Problem:
Lift out all lines below that contain "tracing".

Records to use:

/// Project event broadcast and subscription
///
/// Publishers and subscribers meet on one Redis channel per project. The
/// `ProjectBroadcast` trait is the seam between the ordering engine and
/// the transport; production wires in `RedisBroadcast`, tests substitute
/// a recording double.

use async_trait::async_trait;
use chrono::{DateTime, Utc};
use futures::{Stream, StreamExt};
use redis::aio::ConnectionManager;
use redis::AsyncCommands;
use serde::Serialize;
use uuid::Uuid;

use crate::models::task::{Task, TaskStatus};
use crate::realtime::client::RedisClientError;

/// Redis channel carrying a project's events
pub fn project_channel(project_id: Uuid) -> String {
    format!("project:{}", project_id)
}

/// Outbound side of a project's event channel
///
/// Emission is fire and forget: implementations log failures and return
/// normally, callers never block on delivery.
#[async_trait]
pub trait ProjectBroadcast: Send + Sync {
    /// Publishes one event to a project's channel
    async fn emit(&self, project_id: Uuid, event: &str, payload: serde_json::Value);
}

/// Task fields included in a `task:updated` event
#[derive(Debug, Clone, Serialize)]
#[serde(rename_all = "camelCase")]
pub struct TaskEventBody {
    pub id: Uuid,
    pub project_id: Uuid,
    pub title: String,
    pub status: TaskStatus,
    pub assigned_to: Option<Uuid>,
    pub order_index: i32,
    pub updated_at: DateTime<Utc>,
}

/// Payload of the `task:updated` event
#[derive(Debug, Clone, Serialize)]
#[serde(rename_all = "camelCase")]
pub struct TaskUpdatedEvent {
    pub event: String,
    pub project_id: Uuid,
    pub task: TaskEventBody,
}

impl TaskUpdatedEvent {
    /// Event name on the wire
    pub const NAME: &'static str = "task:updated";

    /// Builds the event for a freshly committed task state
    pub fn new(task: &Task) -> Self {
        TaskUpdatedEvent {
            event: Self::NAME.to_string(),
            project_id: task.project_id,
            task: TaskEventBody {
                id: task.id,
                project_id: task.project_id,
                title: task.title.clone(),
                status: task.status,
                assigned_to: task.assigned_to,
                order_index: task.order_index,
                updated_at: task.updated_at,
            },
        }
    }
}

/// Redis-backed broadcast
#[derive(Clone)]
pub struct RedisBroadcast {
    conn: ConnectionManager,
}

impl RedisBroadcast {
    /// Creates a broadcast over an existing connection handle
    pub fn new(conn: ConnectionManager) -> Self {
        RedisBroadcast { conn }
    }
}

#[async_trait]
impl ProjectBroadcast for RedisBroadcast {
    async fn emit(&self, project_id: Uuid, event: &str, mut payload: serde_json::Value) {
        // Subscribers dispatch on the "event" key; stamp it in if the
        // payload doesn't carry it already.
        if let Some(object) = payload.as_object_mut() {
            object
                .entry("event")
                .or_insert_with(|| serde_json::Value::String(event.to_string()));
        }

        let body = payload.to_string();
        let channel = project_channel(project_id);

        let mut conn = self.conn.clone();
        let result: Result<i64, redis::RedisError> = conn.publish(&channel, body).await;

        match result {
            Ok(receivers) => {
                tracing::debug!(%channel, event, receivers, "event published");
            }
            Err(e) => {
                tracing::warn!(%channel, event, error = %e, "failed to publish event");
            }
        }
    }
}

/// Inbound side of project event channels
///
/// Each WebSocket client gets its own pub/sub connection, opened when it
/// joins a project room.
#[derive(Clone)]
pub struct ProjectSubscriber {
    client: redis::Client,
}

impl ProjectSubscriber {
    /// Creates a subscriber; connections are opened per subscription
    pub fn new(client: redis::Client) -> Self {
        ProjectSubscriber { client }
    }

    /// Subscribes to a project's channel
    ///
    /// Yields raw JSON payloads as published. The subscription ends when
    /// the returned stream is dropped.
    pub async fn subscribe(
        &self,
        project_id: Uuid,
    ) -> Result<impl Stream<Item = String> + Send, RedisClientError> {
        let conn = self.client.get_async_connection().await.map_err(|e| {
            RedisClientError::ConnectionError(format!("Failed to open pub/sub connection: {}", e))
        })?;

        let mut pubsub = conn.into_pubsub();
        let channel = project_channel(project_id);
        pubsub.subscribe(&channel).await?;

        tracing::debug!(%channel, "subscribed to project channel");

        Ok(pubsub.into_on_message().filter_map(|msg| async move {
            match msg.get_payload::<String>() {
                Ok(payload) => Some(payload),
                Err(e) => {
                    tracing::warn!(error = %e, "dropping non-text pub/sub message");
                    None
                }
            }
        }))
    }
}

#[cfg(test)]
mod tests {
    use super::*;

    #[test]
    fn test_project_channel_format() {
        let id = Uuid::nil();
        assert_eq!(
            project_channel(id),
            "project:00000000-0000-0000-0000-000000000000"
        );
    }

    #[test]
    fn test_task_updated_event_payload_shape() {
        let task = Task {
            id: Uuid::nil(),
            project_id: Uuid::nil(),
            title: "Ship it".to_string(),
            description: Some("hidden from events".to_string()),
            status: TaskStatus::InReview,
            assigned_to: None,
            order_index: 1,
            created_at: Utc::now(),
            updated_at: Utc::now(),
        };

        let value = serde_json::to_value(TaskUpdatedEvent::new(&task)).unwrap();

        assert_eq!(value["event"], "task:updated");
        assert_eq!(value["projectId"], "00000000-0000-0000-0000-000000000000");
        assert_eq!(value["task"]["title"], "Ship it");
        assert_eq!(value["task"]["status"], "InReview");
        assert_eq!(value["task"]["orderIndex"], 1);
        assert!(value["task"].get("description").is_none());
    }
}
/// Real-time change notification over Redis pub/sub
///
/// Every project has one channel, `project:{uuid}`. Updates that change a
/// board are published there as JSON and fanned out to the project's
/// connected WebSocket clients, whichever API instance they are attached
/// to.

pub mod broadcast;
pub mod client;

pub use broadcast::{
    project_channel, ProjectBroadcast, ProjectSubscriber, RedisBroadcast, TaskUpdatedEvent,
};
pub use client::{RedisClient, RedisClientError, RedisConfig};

Expected answer:
                tracing::debug!(%channel, event, receivers, "event published");
                tracing::warn!(%channel, event, error = %e, "failed to publish event");
        tracing::debug!(%channel, "subscribed to project channel");
                    tracing::warn!(error = %e, "dropping non-text pub/sub message");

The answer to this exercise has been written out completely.